• Directions
Word for word, set down the entries that follow.
── Dataset
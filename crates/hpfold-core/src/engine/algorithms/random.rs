use super::{FoldingAlgorithm, TaskProgress, finish, seeded_rng, trivial_score};
use crate::core::models::chain::{Chain, ChainError};
use crate::core::models::direction::Direction;
use crate::core::scoring::BondScore;
use crate::core::scoring::fast::{fast_compute_bond_score, fast_validate_order};
use crate::engine::budget::SearchBudget;
use crate::engine::config::{RandomConfig, SearchSettings};
use crate::engine::error::EngineError;
use crate::engine::progress::ProgressReporter;
use crate::engine::state::Solution;
use rand::Rng;
use rand::seq::SliceRandom;
use tracing::{debug, info, instrument};

/// Random order of `len` directions in which no step undoes the previous one.
pub(crate) fn random_walk(
    directions: &[Direction],
    len: usize,
    rng: &mut impl Rng,
) -> Vec<Direction> {
    let mut order: Vec<Direction> = Vec::with_capacity(len);
    while order.len() < len {
        let Some(&direction) = directions.choose(rng) else {
            break;
        };
        if order.last().is_none_or(|&last| direction != last.reverse()) {
            order.push(direction);
        }
    }
    order
}

/// Lays the chain out residue by residue, each in a random free direction.
/// Returns false if the walk traps itself.
pub(crate) fn grow_randomly(
    chain: &mut Chain,
    directions: &[Direction],
    rng: &mut impl Rng,
) -> Result<bool, ChainError> {
    chain.straighten();
    for index in 1..chain.len() {
        let free = chain.free_directions(index, directions)?;
        let Some(&direction) = free.choose(rng) else {
            return Ok(false);
        };
        chain.change_direction(index, direction, false)?;
    }
    Ok(true)
}

fn out_of_attempts(max_attempts: Option<u64>, budget: &SearchBudget) -> bool {
    max_attempts.is_some_and(|max| budget.iterations() >= max)
}

/// Draws whole random orders until one is self-avoiding.
pub struct PureRandom {
    settings: SearchSettings,
    config: RandomConfig,
}

impl PureRandom {
    pub fn new(settings: SearchSettings, config: RandomConfig) -> Self {
        Self { settings, config }
    }
}

impl FoldingAlgorithm for PureRandom {
    fn name(&self) -> &'static str {
        "pure-random"
    }

    #[instrument(skip_all, name = "pure_random")]
    fn run(
        &mut self,
        chain: &mut Chain,
        reporter: &ProgressReporter,
    ) -> Result<BondScore, EngineError> {
        if let Some(score) = trivial_score(chain) {
            return Ok(score);
        }

        let mut rng = seeded_rng(self.settings.seed);
        let directions = self.settings.dimensions.directions();
        let mut budget = SearchBudget::new(self.config.max_attempts, self.settings.time_limit);
        let mut progress = TaskProgress::start(reporter, self.config.max_attempts.unwrap_or(1));

        let mut found = None;
        while !budget.is_exhausted() {
            budget.tick();
            progress.tick();
            let order = random_walk(directions, chain.len() - 1, &mut rng);
            if fast_validate_order(&order) {
                found = Some(Solution::new(
                    fast_compute_bond_score(chain.labels(), &order),
                    order,
                ));
                break;
            }
        }
        progress.finish();
        info!(attempts = budget.iterations(), "Random sampling finished.");

        if found.is_none() && out_of_attempts(self.config.max_attempts, &budget) {
            return Err(EngineError::Convergence {
                iterations: budget.iterations(),
            });
        }
        finish(chain, found.as_ref(), self.name())
    }
}

/// Grows the chain one random free direction at a time, starting over when
/// it walks into a dead end.
pub struct IterativeRandom {
    settings: SearchSettings,
    config: RandomConfig,
}

impl IterativeRandom {
    pub fn new(settings: SearchSettings, config: RandomConfig) -> Self {
        Self { settings, config }
    }
}

impl FoldingAlgorithm for IterativeRandom {
    fn name(&self) -> &'static str {
        "iterative-random"
    }

    #[instrument(skip_all, name = "iterative_random")]
    fn run(
        &mut self,
        chain: &mut Chain,
        reporter: &ProgressReporter,
    ) -> Result<BondScore, EngineError> {
        if let Some(score) = trivial_score(chain) {
            return Ok(score);
        }

        let mut rng = seeded_rng(self.settings.seed);
        let directions = self.settings.dimensions.directions();
        let mut budget = SearchBudget::new(self.config.max_attempts, self.settings.time_limit);
        let mut progress = TaskProgress::start(reporter, self.config.max_attempts.unwrap_or(1));

        let mut found = None;
        while !budget.is_exhausted() {
            budget.tick();
            progress.tick();
            if grow_randomly(chain, directions, &mut rng)? {
                found = Some(Solution::new(chain.bond_score(), chain.order()));
                break;
            }
            debug!(attempt = budget.iterations(), "Random walk trapped itself.");
        }
        progress.finish();
        info!(attempts = budget.iterations(), "Iterative random construction finished.");

        if found.is_none() && out_of_attempts(self.config.max_attempts, &budget) {
            chain.straighten();
            return Err(EngineError::Convergence {
                iterations: budget.iterations(),
            });
        }
        finish(chain, found.as_ref(), self.name())
    }
}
────
• Task response
filename crates/hpfold-core/src/engine/algorithms/random.rs
use super::{FoldingAlgorithm, TaskProgress, finish, seeded_rng, trivial_score};
use crate::core::models::chain::{Chain, ChainError};
use crate::core::models::direction::Direction;
use crate::core::scoring::BondScore;
use crate::core::scoring::fast::{fast_compute_bond_score, fast_validate_order};
use crate::engine::budget::SearchBudget;
use crate::engine::config::{RandomConfig, SearchSettings};
use crate::engine::error::EngineError;
use crate::engine::progress::ProgressReporter;
use crate::engine::state::Solution;
use rand::Rng;
use rand::seq::SliceRandom;
use tracing::{debug, info, instrument};

/// Random order of `len` directions in which no step undoes the previous one.
pub(crate) fn random_walk(
    directions: &[Direction],
    len: usize,
    rng: &mut impl Rng,
) -> Vec<Direction> {
    let mut order: Vec<Direction> = Vec::with_capacity(len);
    while order.len() < len {
        let Some(&direction) = directions.choose(rng) else {
            break;
        };
        if order.last().is_none_or(|&last| direction != last.reverse()) {
            order.push(direction);
        }
    }
    order
}

/// Lays the chain out residue by residue, each in a random free direction.
/// Returns false if the walk traps itself.
pub(crate) fn grow_randomly(
    chain: &mut Chain,
    directions: &[Direction],
    rng: &mut impl Rng,
) -> Result<bool, ChainError> {
    chain.straighten();
    for index in 1..chain.len() {
        let free = chain.free_directions(index, directions)?;
        let Some(&direction) = free.choose(rng) else {
            return Ok(false);
        };
        chain.change_direction(index, direction, false)?;
    }
    Ok(true)
}

fn out_of_attempts(max_attempts: Option<u64>, budget: &SearchBudget) -> bool {
    max_attempts.is_some_and(|max| budget.iterations() >= max)
}

/// Draws whole random orders until one is self-avoiding.
pub struct PureRandom {
    settings: SearchSettings,
    config: RandomConfig,
}

impl PureRandom {
    pub fn new(settings: SearchSettings, config: RandomConfig) -> Self {
        Self { settings, config }
    }
}

impl FoldingAlgorithm for PureRandom {
    fn name(&self) -> &'static str {
        "pure-random"
    }

    #[instrument(skip_all, name = "pure_random")]
    fn run(
        &mut self,
        chain: &mut Chain,
        reporter: &ProgressReporter,
    ) -> Result<BondScore, EngineError> {
        if let Some(score) = trivial_score(chain) {
            return Ok(score);
        }

        let mut rng = seeded_rng(self.settings.seed);
        let directions = self.settings.dimensions.directions();
        let mut budget = SearchBudget::new(self.config.max_attempts, self.settings.time_limit);
        let mut progress = TaskProgress::start(reporter, self.config.max_attempts.unwrap_or(1));

        let mut found = None;
        while !budget.is_exhausted() {
            budget.tick();
            progress.tick();
            let order = random_walk(directions, chain.len() - 1, &mut rng);
            if fast_validate_order(&order) {
                found = Some(Solution::new(
                    fast_compute_bond_score(chain.labels(), &order),
                    order,
                ));
                break;
            }
        }
        progress.finish();
        info!(attempts = budget.iterations(), "Random sampling finished.");

        if found.is_none() && out_of_attempts(self.config.max_attempts, &budget) {
            return Err(EngineError::Convergence {
                iterations: budget.iterations(),
            });
        }
        finish(chain, found.as_ref(), self.name())
    }
}

/// Grows the chain one random free direction at a time, starting over when
/// it walks into a dead end.
pub struct IterativeRandom {
    settings: SearchSettings,
    config: RandomConfig,
}

impl IterativeRandom {
    pub fn new(settings: SearchSettings, config: RandomConfig) -> Self {
        Self { settings, config }
    }
}

impl FoldingAlgorithm for IterativeRandom {
    fn name(&self) -> &'static str {
        "iterative-random"
    }

    #[instrument(skip_all, name = "iterative_random")]
    fn run(
        &mut self,
        chain: &mut Chain,
        reporter: &ProgressReporter,
    ) -> Result<BondScore, EngineError> {
        if let Some(score) = trivial_score(chain) {
            return Ok(score);
        }

        let mut rng = seeded_rng(self.settings.seed);
        let directions = self.settings.dimensions.directions();
        let mut budget = SearchBudget::new(self.config.max_attempts, self.settings.time_limit);
        let mut progress = TaskProgress::start(reporter, self.config.max_attempts.unwrap_or(1));

        let mut found = None;
        while !budget.is_exhausted() {
            budget.tick();
            progress.tick();
            if grow_randomly(chain, directions, &mut rng)? {
                found = Some(Solution::new(chain.bond_score(), chain.order()));
                break;
            }
            debug!(attempt = budget.iterations(), "Random walk trapped itself.");
        }
        progress.finish();
        info!(attempts = budget.iterations(), "Iterative random construction finished.");

        if found.is_none() && out_of_attempts(self.config.max_attempts, &budget) {
            chain.straighten();
            return Err(EngineError::Convergence {
                iterations: budget.iterations(),
            });
        }
        finish(chain, found.as_ref(), self.name())
    }
}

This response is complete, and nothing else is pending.